The Curly Chronicles

The Curly Chronicles
A. Bean

Monday, September 7, 2015

UPDATE: Life, Love, and More Part 1


Hey guys!

New school year means more updates! The summer is over and tons happened which I am happy to say have all been mostly good.

I moved, got kicked out twice (okay, voluntarily moved out, but I might as well have been kicked out...), got a second job, quit both jobs, had a crazy roommate, met a great guy, went camping, and moved back in with the parents.
It's been an eventful summer.

You could say it all started with a broken tire and a stranded me on the side of the road and a stranger stopping to help. If you hadn't guessed already, that stranger is now my current boyfriend. Probably my first (and hopefully only?) serious relationship ever.
I never really understood when people said they meet that one person and they know they met the one...but now I think I understand perfectly. Within minutes of talking with him I knew he was someone I would be proud to introduce to my family - and that means a lot since my family is pretty cutthroat as far as introductions go. To give you a better idea: my mother invented the resting bitchface and it's not even half as scary as her actual bitchface. Not that my mom is a bitch - she's pretty nice unless you make her angry, but that's fair if you ask me.

Anyway, that was in May.


Since then it was smooth sailing - so I thought - until August. The boyfriend and his sister got kicked out, he ended up homeless, then he got into a pretty bad motorcycle accident, during which I found out some less than admirable information about my newfound beau which led to a pretty intense discussion (I won't go into details - it's private and not something that I want immortalized on the Internet), after the accident, I got kicked out by my crazy roommate (more on that later), and moved back in with the parents. Shortly after that, the boyfriend and I went camping (as in tenting camping, NOT glamping or even trailer camping). Minutes after arriving, while we were setting up our home for the weekend, the truck was experiencing some mechanical difficulties which the boyfriend assured me were minor - plot spoiler: They definitely were not minor.

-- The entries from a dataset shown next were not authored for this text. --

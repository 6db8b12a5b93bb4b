use std::path::PathBuf;

use clap::{ArgAction, Args, Parser, Subcommand, ValueHint};
use weekmix_core::EngineSettings;

/// Top-level CLI entrypoint.
#[derive(Parser, Debug, Clone)]
#[command(name = "weekmix", version, about, long_about = None)]
pub struct Cli {
    /// Use this config.toml instead of the default location.
    #[arg(long, global = true, value_name = "PATH", value_hint = ValueHint::FilePath)]
    pub config: Option<PathBuf>,

    /// Log at debug level unless WEEKMIX_LOG or RUST_LOG say otherwise.
    #[arg(short, long, global = true, action = ArgAction::SetTrue)]
    pub verbose: bool,

    #[command(subcommand)]
    pub command: Command,
}

/// Supported subcommands.
#[derive(Debug, Clone, Subcommand)]
pub enum Command {
    /// Generate a new week, print it, and store it.
    #[command(alias = "gen")]
    Generate(GenerateArgs),
    /// Print the stored week, generating one if none is usable.
    Show(ShowArgs),
    /// Request caption, visual direction and hashtags for one stored day.
    Content(ContentArgs),
    /// Run many generations and verify every calendar rule.
    Check(CheckArgs),
    /// Inspect or initialize the configuration file.
    #[command(subcommand)]
    Config(ConfigCommand),
}

#[derive(Debug, Clone, Args, Default)]
pub struct GenerateArgs {
    /// Seed for a reproducible plan.
    #[arg(long, value_name = "N")]
    pub seed: Option<u64>,

    /// Rejection-sampling attempts per theme before falling back.
    #[arg(long = "max-attempts", value_name = "N")]
    pub max_attempts: Option<u32>,

    /// Print without replacing the stored calendar.
    #[arg(long = "no-save", action = ArgAction::SetTrue)]
    pub no_save: bool,

    /// Print the calendar as JSON.
    #[arg(long, action = ArgAction::SetTrue)]
    pub json: bool,

    /// Show a diff against the previously stored calendar.
    #[arg(long, action = ArgAction::SetTrue, conflicts_with = "json")]
    pub diff: bool,
}

impl GenerateArgs {
    /// Layers the command line flags over the configured engine settings.
    pub fn engine_settings(&self, configured: EngineSettings) -> EngineSettings {
        EngineSettings {
            max_attempts: self.max_attempts.unwrap_or(configured.max_attempts),
            seed: self.seed.or(configured.seed),
        }
    }
}

#[derive(Debug, Clone, Args, Default)]
pub struct ShowArgs {
    #[arg(long, action = ArgAction::SetTrue)]
    pub json: bool,
}

#[derive(Debug, Clone, Args)]
pub struct ContentArgs {
    /// Day name as it appears in the calendar (case-insensitive).
    pub day: String,

    #[arg(long, action = ArgAction::SetTrue)]
    pub json: bool,
}

#[derive(Debug, Clone, Args)]
pub struct CheckArgs {
    /// Number of calendars to generate.
    #[arg(long, default_value_t = 10_000, value_parser = clap::value_parser!(u32).range(1..))]
    pub trials: u32,

    /// Seed the trial run for a repeatable report.
    #[arg(long, value_name = "N")]
    pub seed: Option<u64>,
}

#[derive(Debug, Clone, Subcommand)]
pub enum ConfigCommand {
    /// Print the configuration file location.
    Path,
    /// Write the default configuration.
    Init {
        /// Overwrite an existing file.
        #[arg(long, action = ArgAction::SetTrue)]
        force: bool,
    },
    /// Print the effective configuration as TOML.
    Show,
}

The next day, we drove Old Red down to the nearest reserve - which turned out to be on an Indian reservation - not really the safest spot to be in my opinion. I got hollered at twice and it was terrifying. After much struggle with the truck at the gas station, we decided to stop wasting the day and attempt the 20 minute trek back to our campground. The truck barely made it. As in it died just as we pulled onto the road that led down to our site. Luckily for us, it wasn't far away. Down a bumpy hill and there was our home. Trouble was, the lake was right behind our tent and a second too late on my part and Red and I would have ended up at the bottom of a 400ft lake reservoir. In case you didn't figure it out, I had to steer/break while the boyfriend pushed. Although the boyfriend assured me that he was tensed and prepared to snatch me outside of the vehicle should I fail to break hard enough.

I don't know when I knew I loved him, but I knew pretty early on that I did. Whether it was a simple text in the morning, afternoon, or night, or the way he'd look at me or hold me, I knew he was where I wanted to be. He told me once that he wanted to move to Scotland one day soon. What scared me wasn't that he would be leaving, what scared me was that I knew I would follow him despite my endless rants about girls dropping everything for guys they just met. It was terrifying, it was exhilarating, it was exciting. We talk about the future sometimes now. He has his shit together, so by next spring he wants to buy a house - an acreage to be exact - we joke about the city girl and the wholesome country boy often. It's one of my favourite jokes. I've always dreamed of a penthouse apartment in the middle of downtown. He's always dreamed of a sprawling acreage, far from city life. I don't think I would mind living on an acreage. Me a year ago would choke on that sentence...me a year ago would also choke on entertaining the idea of children. Me now still chokes on the latter...but less than I would have before. Which is infinitely scarier than knowing I would drop everything to move to Scotland because I've always wanted to go to Scotland let alone live there. Those are concerns for a later time, though.

Sometimes you meet people who change. Whether it's for better or worse, everyone you encounter should always teach you something. I have a feeling I have a lot to learn with him.